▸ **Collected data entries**
━━━

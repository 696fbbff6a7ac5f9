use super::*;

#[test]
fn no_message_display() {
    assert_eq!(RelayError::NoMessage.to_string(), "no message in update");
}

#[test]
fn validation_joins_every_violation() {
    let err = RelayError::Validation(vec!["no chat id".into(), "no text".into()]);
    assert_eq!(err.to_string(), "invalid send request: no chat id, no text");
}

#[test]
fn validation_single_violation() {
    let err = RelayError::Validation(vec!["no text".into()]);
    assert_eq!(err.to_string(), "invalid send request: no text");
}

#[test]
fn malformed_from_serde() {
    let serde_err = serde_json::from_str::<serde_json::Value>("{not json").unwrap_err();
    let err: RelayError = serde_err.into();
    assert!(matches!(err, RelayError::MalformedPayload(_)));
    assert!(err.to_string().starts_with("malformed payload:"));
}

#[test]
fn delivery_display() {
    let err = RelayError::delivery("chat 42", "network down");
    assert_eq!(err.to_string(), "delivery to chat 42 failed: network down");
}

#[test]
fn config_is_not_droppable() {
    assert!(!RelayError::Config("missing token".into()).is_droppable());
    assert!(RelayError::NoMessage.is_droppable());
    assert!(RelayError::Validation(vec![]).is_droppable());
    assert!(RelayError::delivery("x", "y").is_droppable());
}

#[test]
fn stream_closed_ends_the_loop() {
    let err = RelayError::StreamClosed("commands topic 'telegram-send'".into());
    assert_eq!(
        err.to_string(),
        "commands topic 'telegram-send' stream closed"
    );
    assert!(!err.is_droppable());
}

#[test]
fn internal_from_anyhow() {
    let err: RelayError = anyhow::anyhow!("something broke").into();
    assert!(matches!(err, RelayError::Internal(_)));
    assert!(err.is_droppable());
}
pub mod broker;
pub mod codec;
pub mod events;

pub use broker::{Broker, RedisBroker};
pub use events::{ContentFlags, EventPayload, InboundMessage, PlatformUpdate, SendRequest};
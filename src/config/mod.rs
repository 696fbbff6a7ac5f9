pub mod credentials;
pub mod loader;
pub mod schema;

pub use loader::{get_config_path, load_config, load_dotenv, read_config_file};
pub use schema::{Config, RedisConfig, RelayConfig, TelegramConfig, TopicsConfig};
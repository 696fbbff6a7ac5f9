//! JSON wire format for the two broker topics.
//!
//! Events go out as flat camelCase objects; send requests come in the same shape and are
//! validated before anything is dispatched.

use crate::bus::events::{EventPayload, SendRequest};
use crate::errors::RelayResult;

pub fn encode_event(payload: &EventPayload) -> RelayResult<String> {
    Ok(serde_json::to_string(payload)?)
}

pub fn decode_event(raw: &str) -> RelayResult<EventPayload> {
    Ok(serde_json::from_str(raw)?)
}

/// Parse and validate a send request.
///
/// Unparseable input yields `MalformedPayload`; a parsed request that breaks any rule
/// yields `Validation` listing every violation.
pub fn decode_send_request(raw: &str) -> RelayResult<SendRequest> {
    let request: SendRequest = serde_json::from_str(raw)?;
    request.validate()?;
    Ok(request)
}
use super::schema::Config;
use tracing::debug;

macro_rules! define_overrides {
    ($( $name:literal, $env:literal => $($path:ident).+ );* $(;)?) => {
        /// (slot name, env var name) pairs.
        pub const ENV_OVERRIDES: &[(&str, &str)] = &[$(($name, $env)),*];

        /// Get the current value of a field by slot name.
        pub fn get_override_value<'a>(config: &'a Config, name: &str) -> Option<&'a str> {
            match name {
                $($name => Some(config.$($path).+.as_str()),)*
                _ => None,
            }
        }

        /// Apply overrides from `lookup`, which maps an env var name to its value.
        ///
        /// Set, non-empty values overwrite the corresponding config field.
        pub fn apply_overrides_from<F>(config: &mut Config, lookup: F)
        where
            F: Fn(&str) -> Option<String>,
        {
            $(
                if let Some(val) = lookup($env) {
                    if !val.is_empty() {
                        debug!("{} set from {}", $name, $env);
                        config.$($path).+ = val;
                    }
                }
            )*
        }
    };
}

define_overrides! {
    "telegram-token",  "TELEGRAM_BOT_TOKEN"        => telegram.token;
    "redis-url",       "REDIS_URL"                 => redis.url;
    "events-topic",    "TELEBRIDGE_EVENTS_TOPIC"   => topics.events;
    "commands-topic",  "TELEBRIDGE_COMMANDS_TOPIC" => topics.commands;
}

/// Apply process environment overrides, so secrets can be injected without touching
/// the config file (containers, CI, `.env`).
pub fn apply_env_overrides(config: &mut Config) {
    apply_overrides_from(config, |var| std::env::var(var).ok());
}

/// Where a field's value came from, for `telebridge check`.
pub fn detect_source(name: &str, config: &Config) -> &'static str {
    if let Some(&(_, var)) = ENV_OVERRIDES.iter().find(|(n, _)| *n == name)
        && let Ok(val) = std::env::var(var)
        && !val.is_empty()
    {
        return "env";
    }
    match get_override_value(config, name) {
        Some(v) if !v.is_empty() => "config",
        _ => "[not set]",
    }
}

━━━

▸ **Assignment**
After reading the data above, print it all again exactly.

▸ **Answer area**
repository 696fbbff6a7ac5f9
use super::*;

#[test]
fn no_message_display() {
    assert_eq!(RelayError::NoMessage.to_string(), "no message in update");
}

#[test]
fn validation_joins_every_violation() {
    let err = RelayError::Validation(vec!["no chat id".into(), "no text".into()]);
    assert_eq!(err.to_string(), "invalid send request: no chat id, no text");
}

#[test]
fn validation_single_violation() {
    let err = RelayError::Validation(vec!["no text".into()]);
    assert_eq!(err.to_string(), "invalid send request: no text");
}

#[test]
fn malformed_from_serde() {
    let serde_err = serde_json::from_str::<serde_json::Value>("{not json").unwrap_err();
    let err: RelayError = serde_err.into();
    assert!(matches!(err, RelayError::MalformedPayload(_)));
    assert!(err.to_string().starts_with("malformed payload:"));
}

#[test]
fn delivery_display() {
    let err = RelayError::delivery("chat 42", "network down");
    assert_eq!(err.to_string(), "delivery to chat 42 failed: network down");
}

#[test]
fn config_is_not_droppable() {
    assert!(!RelayError::Config("missing token".into()).is_droppable());
    assert!(RelayError::NoMessage.is_droppable());
    assert!(RelayError::Validation(vec![]).is_droppable());
    assert!(RelayError::delivery("x", "y").is_droppable());
}

#[test]
fn stream_closed_ends_the_loop() {
    let err = RelayError::StreamClosed("commands topic 'telegram-send'".into());
    assert_eq!(
        err.to_string(),
        "commands topic 'telegram-send' stream closed"
    );
    assert!(!err.is_droppable());
}

#[test]
fn internal_from_anyhow() {
    let err: RelayError = anyhow::anyhow!("something broke").into();
    assert!(matches!(err, RelayError::Internal(_)));
    assert!(err.is_droppable());
}
pub mod broker;
pub mod codec;
pub mod events;

pub use broker::{Broker, RedisBroker};
pub use events::{ContentFlags, EventPayload, InboundMessage, PlatformUpdate, SendRequest};
filename src/config/mod.rs
repository 696fbbff6a7ac5f9
pub mod credentials;
pub mod loader;
pub mod schema;

pub use loader::{get_config_path, load_config, load_dotenv, read_config_file};
pub use schema::{Config, RedisConfig, RelayConfig, TelegramConfig, TopicsConfig};
repository 696fbbff6a7ac5f9
//! JSON wire format for the two broker topics.
//!
//! Events go out as flat camelCase objects; send requests come in the same shape and are
//! validated before anything is dispatched.

use crate::bus::events::{EventPayload, SendRequest};
use crate::errors::RelayResult;

pub fn encode_event(payload: &EventPayload) -> RelayResult<String> {
    Ok(serde_json::to_string(payload)?)
}

pub fn decode_event(raw: &str) -> RelayResult<EventPayload> {
    Ok(serde_json::from_str(raw)?)
}

/// Parse and validate a send request.
///
/// Unparseable input yields `MalformedPayload`; a parsed request that breaks any rule
/// yields `Validation` listing every violation.
pub fn decode_send_request(raw: &str) -> RelayResult<SendRequest> {
    let request: SendRequest = serde_json::from_str(raw)?;
    request.validate()?;
    Ok(request)
}
use super::schema::Config;
use tracing::debug;

macro_rules! define_overrides {
    ($( $name:literal, $env:literal => $($path:ident).+ );* $(;)?) => {
        /// (slot name, env var name) pairs.
        pub const ENV_OVERRIDES: &[(&str, &str)] = &[$(($name, $env)),*];

        /// Get the current value of a field by slot name.
        pub fn get_override_value<'a>(config: &'a Config, name: &str) -> Option<&'a str> {
            match name {
                $($name => Some(config.$($path).+.as_str()),)*
                _ => None,
            }
        }

        /// Apply overrides from `lookup`, which maps an env var name to its value.
        ///
        /// Set, non-empty values overwrite the corresponding config field.
        pub fn apply_overrides_from<F>(config: &mut Config, lookup: F)
        where
            F: Fn(&str) -> Option<String>,
        {
            $(
                if let Some(val) = lookup($env) {
                    if !val.is_empty() {
                        debug!("{} set from {}", $name, $env);
                        config.$($path).+ = val;
                    }
                }
            )*
        }
    };
}

define_overrides! {
    "telegram-token",  "TELEGRAM_BOT_TOKEN"        => telegram.token;
    "redis-url",       "REDIS_URL"                 => redis.url;
    "events-topic",    "TELEBRIDGE_EVENTS_TOPIC"   => topics.events;
    "commands-topic",  "TELEBRIDGE_COMMANDS_TOPIC" => topics.commands;
}

/// Apply process environment overrides, so secrets can be injected without touching
/// the config file (containers, CI, `.env`).
pub fn apply_env_overrides(config: &mut Config) {
    apply_overrides_from(config, |var| std::env::var(var).ok());
}

/// Where a field's value came from, for `telebridge check`.
pub fn detect_source(name: &str, config: &Config) -> &'static str {
    if let Some(&(_, var)) = ENV_OVERRIDES.iter().find(|(n, _)| *n == name)
        && let Ok(val) = std::env::var(var)
        && !val.is_empty()
    {
        return "env";
    }
    match get_override_value(config, name) {
        Some(v) if !v.is_empty() => "config",
        _ => "[not set]",
    }
}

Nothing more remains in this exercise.